● **INFORMATION GIVEN**:

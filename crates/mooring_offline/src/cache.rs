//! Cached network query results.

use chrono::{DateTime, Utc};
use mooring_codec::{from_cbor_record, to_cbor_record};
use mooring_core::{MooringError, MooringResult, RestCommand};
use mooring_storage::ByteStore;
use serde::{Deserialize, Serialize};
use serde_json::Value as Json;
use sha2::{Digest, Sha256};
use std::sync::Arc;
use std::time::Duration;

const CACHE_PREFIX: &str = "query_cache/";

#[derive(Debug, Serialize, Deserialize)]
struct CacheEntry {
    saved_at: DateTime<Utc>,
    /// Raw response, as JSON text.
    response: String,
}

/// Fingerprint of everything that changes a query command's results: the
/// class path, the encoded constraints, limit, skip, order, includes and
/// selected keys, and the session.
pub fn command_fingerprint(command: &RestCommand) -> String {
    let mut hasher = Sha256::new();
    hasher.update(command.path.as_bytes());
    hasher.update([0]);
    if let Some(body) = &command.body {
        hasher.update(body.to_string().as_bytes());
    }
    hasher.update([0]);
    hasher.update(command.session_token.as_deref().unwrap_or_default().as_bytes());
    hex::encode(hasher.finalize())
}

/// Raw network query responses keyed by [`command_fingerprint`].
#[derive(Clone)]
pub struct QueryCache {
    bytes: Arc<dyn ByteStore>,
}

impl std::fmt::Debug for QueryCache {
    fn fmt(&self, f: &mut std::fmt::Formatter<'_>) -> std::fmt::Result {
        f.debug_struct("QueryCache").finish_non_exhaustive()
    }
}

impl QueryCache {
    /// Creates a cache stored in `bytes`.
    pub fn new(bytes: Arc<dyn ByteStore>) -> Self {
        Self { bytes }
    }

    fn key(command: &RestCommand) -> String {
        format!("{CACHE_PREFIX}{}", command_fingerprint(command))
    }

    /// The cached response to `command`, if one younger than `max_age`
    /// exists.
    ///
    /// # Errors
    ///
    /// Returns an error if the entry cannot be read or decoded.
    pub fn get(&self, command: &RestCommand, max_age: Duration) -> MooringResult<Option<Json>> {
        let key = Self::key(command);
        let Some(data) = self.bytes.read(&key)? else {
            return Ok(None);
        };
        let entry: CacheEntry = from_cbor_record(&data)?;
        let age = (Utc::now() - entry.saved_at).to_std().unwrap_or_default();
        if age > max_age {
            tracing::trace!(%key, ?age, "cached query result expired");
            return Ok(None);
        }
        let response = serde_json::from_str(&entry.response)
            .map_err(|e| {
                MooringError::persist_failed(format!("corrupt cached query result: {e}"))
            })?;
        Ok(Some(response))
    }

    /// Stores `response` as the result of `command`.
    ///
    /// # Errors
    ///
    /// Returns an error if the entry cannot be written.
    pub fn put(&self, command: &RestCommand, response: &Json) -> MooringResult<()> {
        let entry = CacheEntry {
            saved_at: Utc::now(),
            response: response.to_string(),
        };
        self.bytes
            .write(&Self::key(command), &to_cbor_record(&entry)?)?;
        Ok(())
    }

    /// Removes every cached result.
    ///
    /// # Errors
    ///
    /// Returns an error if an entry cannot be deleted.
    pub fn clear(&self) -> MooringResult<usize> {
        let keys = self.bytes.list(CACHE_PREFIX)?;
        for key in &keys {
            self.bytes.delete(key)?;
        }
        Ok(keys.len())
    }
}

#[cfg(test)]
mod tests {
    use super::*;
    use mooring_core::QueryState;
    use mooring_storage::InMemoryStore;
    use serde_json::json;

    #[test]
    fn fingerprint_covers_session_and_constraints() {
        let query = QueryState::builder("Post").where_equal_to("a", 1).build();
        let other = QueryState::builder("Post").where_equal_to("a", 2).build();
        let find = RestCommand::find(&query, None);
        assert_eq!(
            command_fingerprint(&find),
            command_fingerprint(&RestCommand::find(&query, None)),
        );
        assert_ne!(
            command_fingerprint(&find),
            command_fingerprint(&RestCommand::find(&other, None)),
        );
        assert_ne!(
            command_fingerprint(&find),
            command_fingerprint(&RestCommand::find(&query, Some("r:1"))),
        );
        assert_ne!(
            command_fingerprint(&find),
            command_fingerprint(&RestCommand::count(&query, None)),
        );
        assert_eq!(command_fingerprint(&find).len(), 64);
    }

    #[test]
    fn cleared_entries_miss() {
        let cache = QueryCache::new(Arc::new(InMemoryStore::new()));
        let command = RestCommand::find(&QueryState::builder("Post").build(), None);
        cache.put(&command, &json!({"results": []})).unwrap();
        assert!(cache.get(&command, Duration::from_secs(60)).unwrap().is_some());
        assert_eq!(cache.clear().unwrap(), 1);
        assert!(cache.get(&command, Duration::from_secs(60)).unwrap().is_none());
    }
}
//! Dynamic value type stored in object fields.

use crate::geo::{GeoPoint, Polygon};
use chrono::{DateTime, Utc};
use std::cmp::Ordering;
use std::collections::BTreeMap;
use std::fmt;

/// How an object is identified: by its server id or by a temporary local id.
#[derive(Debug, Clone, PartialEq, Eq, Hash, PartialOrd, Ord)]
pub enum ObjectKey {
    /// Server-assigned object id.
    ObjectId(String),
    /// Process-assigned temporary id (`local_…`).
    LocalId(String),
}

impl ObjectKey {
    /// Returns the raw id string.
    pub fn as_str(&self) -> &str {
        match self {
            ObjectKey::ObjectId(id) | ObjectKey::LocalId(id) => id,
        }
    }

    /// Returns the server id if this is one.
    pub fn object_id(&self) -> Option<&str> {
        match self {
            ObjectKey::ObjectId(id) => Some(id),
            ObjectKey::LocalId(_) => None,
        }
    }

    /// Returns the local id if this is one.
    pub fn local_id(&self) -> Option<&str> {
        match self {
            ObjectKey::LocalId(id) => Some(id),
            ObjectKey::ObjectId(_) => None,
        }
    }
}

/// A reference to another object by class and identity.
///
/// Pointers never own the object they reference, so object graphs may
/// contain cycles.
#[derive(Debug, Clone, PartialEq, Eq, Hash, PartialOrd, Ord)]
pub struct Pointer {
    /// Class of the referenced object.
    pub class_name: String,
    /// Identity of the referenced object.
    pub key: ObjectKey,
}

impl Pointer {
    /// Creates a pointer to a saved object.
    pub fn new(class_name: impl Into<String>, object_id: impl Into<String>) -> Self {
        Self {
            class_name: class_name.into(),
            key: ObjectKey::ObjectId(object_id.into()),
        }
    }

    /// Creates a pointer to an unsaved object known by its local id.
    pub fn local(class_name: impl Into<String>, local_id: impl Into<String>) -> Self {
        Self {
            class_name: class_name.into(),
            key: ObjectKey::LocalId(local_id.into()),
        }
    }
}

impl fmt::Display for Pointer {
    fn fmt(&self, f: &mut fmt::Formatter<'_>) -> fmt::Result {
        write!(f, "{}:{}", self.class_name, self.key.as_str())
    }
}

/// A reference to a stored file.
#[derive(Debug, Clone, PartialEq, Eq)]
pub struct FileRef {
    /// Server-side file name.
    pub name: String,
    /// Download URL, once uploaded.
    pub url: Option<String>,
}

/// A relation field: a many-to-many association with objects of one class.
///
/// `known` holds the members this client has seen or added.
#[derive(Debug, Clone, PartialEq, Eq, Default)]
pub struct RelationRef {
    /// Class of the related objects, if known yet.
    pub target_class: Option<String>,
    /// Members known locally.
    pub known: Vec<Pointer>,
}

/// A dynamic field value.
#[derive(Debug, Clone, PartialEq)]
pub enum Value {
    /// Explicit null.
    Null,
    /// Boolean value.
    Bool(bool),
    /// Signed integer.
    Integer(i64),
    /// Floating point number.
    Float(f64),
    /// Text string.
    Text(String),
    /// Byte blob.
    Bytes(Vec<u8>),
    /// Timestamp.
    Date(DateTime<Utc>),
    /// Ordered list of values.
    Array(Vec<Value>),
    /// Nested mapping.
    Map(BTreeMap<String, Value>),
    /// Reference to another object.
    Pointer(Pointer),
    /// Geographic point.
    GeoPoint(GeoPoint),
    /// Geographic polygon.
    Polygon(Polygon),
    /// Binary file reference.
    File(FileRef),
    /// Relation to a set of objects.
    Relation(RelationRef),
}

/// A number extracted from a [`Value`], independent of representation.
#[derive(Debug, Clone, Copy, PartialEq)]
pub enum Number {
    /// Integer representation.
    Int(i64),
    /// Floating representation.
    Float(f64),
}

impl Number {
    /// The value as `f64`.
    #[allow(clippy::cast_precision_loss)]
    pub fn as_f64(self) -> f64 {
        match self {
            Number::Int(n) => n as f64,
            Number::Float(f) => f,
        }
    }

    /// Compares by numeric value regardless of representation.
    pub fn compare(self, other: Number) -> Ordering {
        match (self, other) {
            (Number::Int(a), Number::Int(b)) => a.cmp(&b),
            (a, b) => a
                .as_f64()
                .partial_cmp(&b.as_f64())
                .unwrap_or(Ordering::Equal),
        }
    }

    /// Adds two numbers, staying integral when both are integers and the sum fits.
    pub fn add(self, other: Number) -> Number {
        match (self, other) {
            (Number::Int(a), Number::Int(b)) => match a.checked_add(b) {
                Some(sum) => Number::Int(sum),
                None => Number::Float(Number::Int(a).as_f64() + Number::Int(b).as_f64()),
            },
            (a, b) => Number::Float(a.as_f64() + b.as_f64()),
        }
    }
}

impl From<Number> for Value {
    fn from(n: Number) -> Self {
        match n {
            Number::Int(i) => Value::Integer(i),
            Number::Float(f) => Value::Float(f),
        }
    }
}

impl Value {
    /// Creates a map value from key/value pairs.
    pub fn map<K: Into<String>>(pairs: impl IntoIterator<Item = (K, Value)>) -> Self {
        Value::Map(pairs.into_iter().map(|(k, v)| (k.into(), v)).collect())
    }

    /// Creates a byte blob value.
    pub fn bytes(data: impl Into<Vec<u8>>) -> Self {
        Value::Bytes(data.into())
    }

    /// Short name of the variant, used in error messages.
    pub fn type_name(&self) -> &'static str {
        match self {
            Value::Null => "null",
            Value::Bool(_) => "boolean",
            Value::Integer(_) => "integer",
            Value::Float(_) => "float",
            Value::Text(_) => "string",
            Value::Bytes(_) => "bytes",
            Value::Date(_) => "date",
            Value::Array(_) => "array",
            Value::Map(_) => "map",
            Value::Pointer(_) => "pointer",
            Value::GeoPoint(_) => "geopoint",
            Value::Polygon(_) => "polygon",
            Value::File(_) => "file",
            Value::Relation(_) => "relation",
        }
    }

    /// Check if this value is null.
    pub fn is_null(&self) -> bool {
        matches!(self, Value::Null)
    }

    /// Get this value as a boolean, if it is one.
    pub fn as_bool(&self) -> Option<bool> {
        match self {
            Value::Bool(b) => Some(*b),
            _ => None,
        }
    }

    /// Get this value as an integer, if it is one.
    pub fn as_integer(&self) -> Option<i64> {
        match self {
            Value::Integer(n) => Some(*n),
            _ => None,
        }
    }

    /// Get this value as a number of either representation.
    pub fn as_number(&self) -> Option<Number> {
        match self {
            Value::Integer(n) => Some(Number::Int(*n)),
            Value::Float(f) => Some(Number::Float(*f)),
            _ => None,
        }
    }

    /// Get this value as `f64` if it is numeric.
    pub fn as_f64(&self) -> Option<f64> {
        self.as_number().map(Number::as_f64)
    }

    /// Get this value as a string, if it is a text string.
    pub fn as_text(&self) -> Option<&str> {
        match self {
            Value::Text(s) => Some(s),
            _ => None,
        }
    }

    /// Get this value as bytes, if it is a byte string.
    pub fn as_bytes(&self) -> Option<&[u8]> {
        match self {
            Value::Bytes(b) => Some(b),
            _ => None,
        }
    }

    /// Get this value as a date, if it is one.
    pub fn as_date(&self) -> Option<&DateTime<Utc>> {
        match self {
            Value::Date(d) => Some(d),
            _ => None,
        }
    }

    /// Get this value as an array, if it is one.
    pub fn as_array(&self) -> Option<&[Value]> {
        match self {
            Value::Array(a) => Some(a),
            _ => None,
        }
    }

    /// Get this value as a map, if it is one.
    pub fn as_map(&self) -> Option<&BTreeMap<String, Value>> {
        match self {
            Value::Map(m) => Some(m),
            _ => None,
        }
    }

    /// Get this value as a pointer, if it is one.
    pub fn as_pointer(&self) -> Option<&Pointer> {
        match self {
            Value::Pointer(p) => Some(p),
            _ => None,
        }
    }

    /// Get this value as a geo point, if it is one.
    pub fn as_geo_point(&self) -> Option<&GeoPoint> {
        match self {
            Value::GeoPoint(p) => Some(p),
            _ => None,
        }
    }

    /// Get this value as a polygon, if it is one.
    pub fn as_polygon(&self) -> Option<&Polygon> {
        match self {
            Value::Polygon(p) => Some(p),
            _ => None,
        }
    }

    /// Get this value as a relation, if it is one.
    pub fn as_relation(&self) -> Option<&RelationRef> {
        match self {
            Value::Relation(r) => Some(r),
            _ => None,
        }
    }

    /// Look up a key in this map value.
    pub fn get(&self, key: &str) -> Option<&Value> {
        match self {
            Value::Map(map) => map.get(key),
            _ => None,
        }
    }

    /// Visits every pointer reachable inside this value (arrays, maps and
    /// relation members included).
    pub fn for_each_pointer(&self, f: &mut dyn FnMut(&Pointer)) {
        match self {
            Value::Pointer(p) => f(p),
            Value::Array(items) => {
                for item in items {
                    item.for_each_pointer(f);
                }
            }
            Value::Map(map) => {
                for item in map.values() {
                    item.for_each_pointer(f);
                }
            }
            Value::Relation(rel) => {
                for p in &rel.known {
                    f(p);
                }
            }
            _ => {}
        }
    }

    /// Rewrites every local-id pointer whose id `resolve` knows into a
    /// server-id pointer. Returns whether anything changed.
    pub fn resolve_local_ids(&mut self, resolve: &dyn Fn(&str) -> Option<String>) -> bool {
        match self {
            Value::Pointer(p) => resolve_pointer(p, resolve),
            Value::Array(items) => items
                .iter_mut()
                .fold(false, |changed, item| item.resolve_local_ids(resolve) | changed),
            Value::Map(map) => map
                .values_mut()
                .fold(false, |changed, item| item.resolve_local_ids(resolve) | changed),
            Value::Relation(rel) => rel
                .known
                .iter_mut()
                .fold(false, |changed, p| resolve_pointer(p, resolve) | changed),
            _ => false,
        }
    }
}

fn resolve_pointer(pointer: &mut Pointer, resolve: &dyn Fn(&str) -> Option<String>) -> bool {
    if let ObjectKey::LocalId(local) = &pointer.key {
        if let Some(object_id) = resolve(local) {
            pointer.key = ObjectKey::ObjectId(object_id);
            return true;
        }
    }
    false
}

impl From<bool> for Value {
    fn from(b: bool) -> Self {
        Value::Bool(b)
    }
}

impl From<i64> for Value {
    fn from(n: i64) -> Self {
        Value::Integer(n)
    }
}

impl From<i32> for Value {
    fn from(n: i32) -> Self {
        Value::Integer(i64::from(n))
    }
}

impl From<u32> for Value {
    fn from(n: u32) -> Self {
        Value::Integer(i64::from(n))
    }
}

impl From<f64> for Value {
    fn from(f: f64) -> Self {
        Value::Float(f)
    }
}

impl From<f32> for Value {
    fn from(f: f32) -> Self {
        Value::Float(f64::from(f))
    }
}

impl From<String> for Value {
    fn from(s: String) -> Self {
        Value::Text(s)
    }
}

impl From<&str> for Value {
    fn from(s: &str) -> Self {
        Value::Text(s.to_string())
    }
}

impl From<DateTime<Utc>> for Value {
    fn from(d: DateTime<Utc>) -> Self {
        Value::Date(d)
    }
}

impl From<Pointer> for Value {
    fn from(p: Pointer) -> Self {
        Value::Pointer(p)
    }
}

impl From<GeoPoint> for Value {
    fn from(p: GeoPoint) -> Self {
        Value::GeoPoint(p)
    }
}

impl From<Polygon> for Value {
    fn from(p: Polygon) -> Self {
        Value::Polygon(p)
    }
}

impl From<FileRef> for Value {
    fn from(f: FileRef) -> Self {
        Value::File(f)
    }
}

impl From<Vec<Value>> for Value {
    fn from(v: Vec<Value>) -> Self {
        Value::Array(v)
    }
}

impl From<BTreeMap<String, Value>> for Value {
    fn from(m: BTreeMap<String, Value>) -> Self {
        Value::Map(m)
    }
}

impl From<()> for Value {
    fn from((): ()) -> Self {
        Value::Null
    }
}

● **TASK STATEMENT**: Only one number is expected: the count of lines in the entries holding the string "Deserialize".

● **TASK OUTPUT**: 2